Republic of the Philippines
SUPREME COURT
Manila
FIRST DIVISION
G.R. No. L-43602 January 31, 1989
THE PEOPLE OF THE PHILIPPINES,
plaintiff-appellee,
vs.
ANTONIO PAILANO, accused-appellant.
The Solicitor General for plaintiff-appellee.
Raul T. Montesino for accused-appellant.
CRUZ, J.:
At the time the rape was allegedly committed by the accused-appellant, he was already sixty-nine years old. 1 The prosecution will have to contend not only with the presumption of innocence but also of impotence.

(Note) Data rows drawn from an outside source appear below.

//! Arbitration Runner
//!
//! Host-side wiring for the arbitration workflow: configuration, the HTTP
//! gateway adapter, an optional reference catalog, and a single-case run
//! loop that a shutdown signal can cancel.

pub mod config;
pub mod runner;

pub use config::RunnerConfig;
pub use runner::{load_case, load_catalog, run_case, RunReport};
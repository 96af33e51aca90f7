//! Core Kernel - Foundational types for the claims arbitration system
//!
//! This crate provides the building blocks shared by the domain and adapter crates:
//! - Strongly typed identifiers
//! - The kernel error type
//! - Port infrastructure for swappable adapters (errors, health checks, auth config)

pub mod identifiers;
pub mod error;
pub mod ports;

pub use identifiers::{CaseId, EventId};
pub use error::CoreError;
pub use ports::{
    PortError, DomainPort, ExternalAuthConfig,
    AdapterHealth, HealthCheckResult, HealthCheckable,
};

The crime was allegedly perpetrated in October of 1971 in Barrio Sampinit, Baybay in the City of Bago. 2 It was reported to the authorities on December 24, 1971, 3
and the corresponding criminal complaint was filed on July 10, 1972. 4
Judgment was rendered on January 30, 1976, sentencing the accused-appellant to reclusion perpetua plus civil indemnity of P2,000 and the costs. 5 He now wants this decision reversed.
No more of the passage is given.